Este 8 de marzo, Día Internacional de la Mujer, ANPE reivindica la educación como motor fundamental de cambio social para garantizar que la igualdad real deje de ser un horizonte y se convierta en una realidad cotidiana.
Vivimos tiempos complejos en los que algunos consensos sobre la igualdad entre hombres y mujeres parecen ponerse en cuestión. Ante esto, ANPE defiende que el centro educativo debe ser un espacio seguro y comprometido con los valores democráticos. Las aulas son uno de los primeros espacios donde niñas y niños aprenden a convivir, a reconocer el valor de la diversidad y a comprender que la igualdad de derechos no es una idea abstracta, sino un principio que debe reflejarse en la vida cotidiana.
El sistema educativo tiene la responsabilidad de promover una cultura de igualdad que vaya más allá de los contenidos curriculares, incorporando valores de respeto, corresponsabilidad y justicia social en todos los ámbitos.

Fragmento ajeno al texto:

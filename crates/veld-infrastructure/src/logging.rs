//! Structured logging with tracing
//!
//! Provides centralized logging configuration using the tracing ecosystem:
//! an `EnvFilter` (from `VELD_LOG` or the configured level), plain or JSON
//! output on stderr, and optional daily-rotated file output.

use std::ffi::OsStr;
use std::path::Path;

use tracing::{Level, info, warn};
use tracing_appender::rolling::{RollingFileAppender, Rotation};
use tracing_subscriber::util::SubscriberInitExt;
use tracing_subscriber::{EnvFilter, Registry, fmt, layer::SubscriberExt};
use veld_domain::error::{Error, Result};

use crate::constants::{LOG_DEFAULT_FILE_PREFIX, LOG_FILTER_ENV};
use crate::error_ext::ErrorContext;

// Re-export LoggingConfig for convenience
pub use crate::config::LoggingConfig;

/// Initialize logging with the provided configuration
///
/// Fails when the level is invalid, the log file cannot be opened, or a
/// global subscriber is already installed.
pub fn init_logging(config: &LoggingConfig) -> Result<()> {
    let level = parse_log_level(&config.level)?;
    let filter =
        EnvFilter::try_from_env(LOG_FILTER_ENV).unwrap_or_else(|_| EnvFilter::new(&config.level));

    let file_appender = config
        .file_output
        .as_deref()
        .map(|path| file_appender(path, config.max_files))
        .transpose()?;

    // Layer types differ between plain and JSON output, hence two branches
    if config.json_format {
        let stderr = fmt::layer()
            .json()
            .with_writer(std::io::stderr)
            .with_target(true)
            .with_file(true)
            .with_line_number(true);
        let file = file_appender.map(|appender| {
            fmt::layer()
                .json()
                .with_writer(appender)
                .with_ansi(false)
                .with_target(true)
        });
        Registry::default()
            .with(filter)
            .with(stderr)
            .with(file)
            .try_init()
            .config_context("Failed to install tracing subscriber")?;
    } else {
        let stderr = fmt::layer()
            .with_writer(std::io::stderr)
            .with_target(true)
            .with_file(true)
            .with_line_number(true);
        let file = file_appender.map(|appender| {
            fmt::layer()
                .with_writer(appender)
                .with_ansi(false)
                .with_target(true)
        });
        Registry::default()
            .with(filter)
            .with(stderr)
            .with(file)
            .try_init()
            .config_context("Failed to install tracing subscriber")?;
    }

    info!("Logging initialized with level: {}", level);
    Ok(())
}

fn file_appender(path: &Path, max_files: usize) -> Result<RollingFileAppender> {
    let directory = path
        .parent()
        .filter(|dir| !dir.as_os_str().is_empty())
        .unwrap_or_else(|| Path::new("."));
    let prefix = path
        .file_stem()
        .unwrap_or_else(|| OsStr::new(LOG_DEFAULT_FILE_PREFIX))
        .to_string_lossy()
        .into_owned();

    RollingFileAppender::builder()
        .rotation(Rotation::DAILY)
        .filename_prefix(prefix)
        .max_log_files(max_files)
        .build(directory)
        .io_context(format!("Failed to open log file in {}", directory.display()))
}

/// Parse log level string to tracing Level
pub fn parse_log_level(level: &str) -> Result<Level> {
    match level.to_lowercase().as_str() {
        "trace" => Ok(Level::TRACE),
        "debug" => Ok(Level::DEBUG),
        "info" => Ok(Level::INFO),
        "warn" | "warning" => Ok(Level::WARN),
        "error" => Ok(Level::ERROR),
        _ => Err(Error::configuration(format!(
            "Invalid log level: {level}. Use trace, debug, info, warn, or error"
        ))),
    }
}

/// Log configuration loading status
pub fn log_config_loaded(config_path: &Path, success: bool) {
    if success {
        info!("Configuration loaded from {}", config_path.display());
    } else {
        warn!("Configuration file not found: {}", config_path.display());
    }
}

No basta con pedir igualdad; es necesario educar y fomentar el pensamiento crítico para que, entre otras cosas, las generaciones jóvenes identifiquen y rechacen los nuevos formatos de discriminación divulgados a menudo en el entorno digital y las redes sociales.

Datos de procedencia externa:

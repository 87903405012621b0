//! Cycle Detector
//!
//! Tarjan's strongly connected components over the eager subgraph. Every
//! component of two or more members is one cycle; the reported path is the
//! shortest cycle through the member discovered first.

use std::collections::{BTreeSet, VecDeque};

use tracing::debug;
use veld_domain::value_objects::CyclePath;

use crate::graph::ComponentGraph;

/// Finds dependency cycles that would make eager construction impossible
pub struct CycleDetector;

impl CycleDetector {
    /// Every cycle of the graph, sorted by path
    ///
    /// Includes self-references through any non-DEFERRED edge, even outside
    /// the eager subgraph.
    pub fn detect_cycles(graph: &ComponentGraph) -> Vec<CyclePath> {
        let successors = graph.eager_successors();
        let mut cycles: BTreeSet<Vec<String>> = BTreeSet::new();

        for component in strongly_connected_components(&successors) {
            if component.len() < 2 {
                continue;
            }
            let path = shortest_cycle(&component, &successors);
            cycles.insert(path.iter().map(|&i| graph.node(i).id.clone()).collect());
        }

        for edge in graph.edges().iter().filter(|e| e.is_self_reference()) {
            cycles.insert(vec![graph.node(edge.owner).id.clone()]);
        }

        debug!(cycles = cycles.len(), "Cycle detection finished");
        cycles.into_iter().map(CyclePath::closed).collect()
    }
}

/// Strongly connected components, each listed in discovery order
///
/// Roots are visited in index order and successor lists are expected to be
/// sorted, so the result is deterministic. Stack usage does not grow with
/// the length of dependency chains.
pub fn strongly_connected_components(successors: &[Vec<usize>]) -> Vec<Vec<usize>> {
    let mut tarjan = Tarjan::new(successors);
    for node in 0..successors.len() {
        if tarjan.index[node].is_none() {
            tarjan.visit(node);
        }
    }
    tarjan.components
}

/// Shortest cycle through the first member of `component`
///
/// Breadth-first search restricted to the component; returns the open member
/// list starting at the root.
pub(crate) fn shortest_cycle(component: &[usize], successors: &[Vec<usize>]) -> Vec<usize> {
    let Some(&root) = component.first() else {
        return Vec::new();
    };
    let members: BTreeSet<usize> = component.iter().copied().collect();
    let mut parent = vec![None; successors.len()];
    let mut queue = VecDeque::from([root]);

    while let Some(node) = queue.pop_front() {
        for &next in &successors[node] {
            if next == root {
                let mut path = vec![node];
                let mut cursor = node;
                while let Some(previous) = parent[cursor] {
                    path.push(previous);
                    cursor = previous;
                }
                path.reverse();
                return path;
            }
            if members.contains(&next) && parent[next].is_none() && next != root {
                parent[next] = Some(node);
                queue.push_back(next);
            }
        }
    }
    component.to_vec()
}

struct Tarjan<'a> {
    successors: &'a [Vec<usize>],
    next_index: usize,
    index: Vec<Option<usize>>,
    lowlink: Vec<usize>,
    on_stack: Vec<bool>,
    stack: Vec<usize>,
    components: Vec<Vec<usize>>,
}

impl<'a> Tarjan<'a> {
    fn new(successors: &'a [Vec<usize>]) -> Self {
        let len = successors.len();
        Self {
            successors,
            next_index: 0,
            index: vec![None; len],
            lowlink: vec![0; len],
            on_stack: vec![false; len],
            stack: Vec::new(),
            components: Vec::new(),
        }
    }

    /// Depth-first search from `root` driven by an explicit frame stack
    ///
    /// Each frame is a node and the position of its next unvisited successor.
    fn visit(&mut self, root: usize) {
        let successors = self.successors;
        let mut frames = vec![(root, 0usize)];
        self.discover(root);

        while let Some(frame) = frames.last_mut() {
            let (node, position) = *frame;
            if let Some(&next) = successors[node].get(position) {
                frame.1 += 1;
                match self.index[next] {
                    None => {
                        self.discover(next);
                        frames.push((next, 0));
                    }
                    Some(next_index) if self.on_stack[next] => {
                        self.lowlink[node] = self.lowlink[node].min(next_index);
                    }
                    Some(_) => {}
                }
                continue;
            }

            frames.pop();
            if let Some(&(parent, _)) = frames.last() {
                self.lowlink[parent] = self.lowlink[parent].min(self.lowlink[node]);
            }
            if self.index[node] == Some(self.lowlink[node]) {
                self.close_component(node);
            }
        }
    }

    fn discover(&mut self, node: usize) {
        self.index[node] = Some(self.next_index);
        self.lowlink[node] = self.next_index;
        self.next_index += 1;
        self.stack.push(node);
        self.on_stack[node] = true;
    }

    /// Pop the component rooted at `root` off the stack
    fn close_component(&mut self, root: usize) {
        let mut component = Vec::new();
        while let Some(member) = self.stack.pop() {
            self.on_stack[member] = false;
            component.push(member);
            if member == root {
                break;
            }
        }
        component.sort_by_key(|&member| self.index[member]);
        self.components.push(component);
    }
}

Aunque la profesión docente es ya mayoritariamente femenina, ANPE insiste en que la presencia de la mujer no debe limitarse a la base del sistema. Es imperativo eliminar las barreras invisibles que aún limitan el pleno acceso de las mujeres a cargos directivos, especialmente en la enseñanza secundaria. La visibilidad de las mujeres en roles de liderazgo escolar es el mejor espejo en el que nuestras alumnas pueden mirarse para proyectar sin límites su futuro.

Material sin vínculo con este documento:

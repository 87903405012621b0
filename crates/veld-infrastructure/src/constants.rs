//! Infrastructure layer constants
//!
//! Contains constants that are part of the infrastructure implementation.
//! Domain-specific constants are defined in `veld_domain::constants`.

// ============================================================================
// CONFIGURATION CONSTANTS
// ============================================================================

/// Default configuration file name
pub const DEFAULT_CONFIG_FILENAME: &str = "veld.toml";

/// Default configuration directory name
pub const DEFAULT_CONFIG_DIR: &str = "veld";

/// Environment variable prefix for configuration
pub const CONFIG_ENV_PREFIX: &str = "VELD";

/// Separator between the prefix and nested keys (`VELD__RESOLUTION__STRICT`)
pub const CONFIG_ENV_SEPARATOR: &str = "__";

// ============================================================================
// LOGGING CONSTANTS
// ============================================================================

/// Default log level
pub const DEFAULT_LOG_LEVEL: &str = "info";

/// Environment variable overriding the configured log filter
pub const LOG_FILTER_ENV: &str = "VELD_LOG";

/// Maximum number of rotated log files to keep
pub const LOG_MAX_FILES: usize = 7;

/// File name prefix used when the configured log path has no stem
pub const LOG_DEFAULT_FILE_PREFIX: &str = "veld";

// ============================================================================
// ADAPTER CONSTANTS
// ============================================================================

/// Default file name for a written resolution plan
pub const DEFAULT_PLAN_FILENAME: &str = "veld-plan.json";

La brecha de género en las disciplinas STEM (siglas en inglés de Ciencia, Tecnología, Ingeniería y Matemáticas) sigue siendo otra asignatura pendiente. Desde ANPE, reivindicamos una orientación académica libre de estereotipos desde las etapas más tempranas. Necesitamos que las alumnas se sientan llamadas a coliderar la revolución tecnológica y científica, asegurando que el mundo de mañana sea diseñado también con mirada de mujer.
La igualdad en la educación también pasa por las condiciones laborales. ANPE reclama medidas de conciliación reales y efectivas que no penalicen la carrera profesional de las docentes. La corresponsabilidad debe ser un valor impulsado desde la Administración, de forma que la maternidad o los cuidados no supongan un freno al desarrollo profesional ni una brecha salarial indirecta.
El personal docente como agente de cambio
El profesorado desempeña un papel esencial en la construcción de una sociedad más igualitaria. Cada día, miles de docentes trabajan para educar en valores de respeto, convivencia y equidad, ayudando al alumnado a identificar y superar prejuicios que persisten o se reactivan. Este trabajo cotidiano, muchas veces silencioso, es una de las herramientas más eficaces para avanzar hacia una igualdad real.
Por ello, este 8M, ANPE reafirma su compromiso con una educación que no solo transmita conocimientos, sino que forje ciudadanas y ciudadanos libres, iguales en derechos y capaces de derribar cualquier barrera.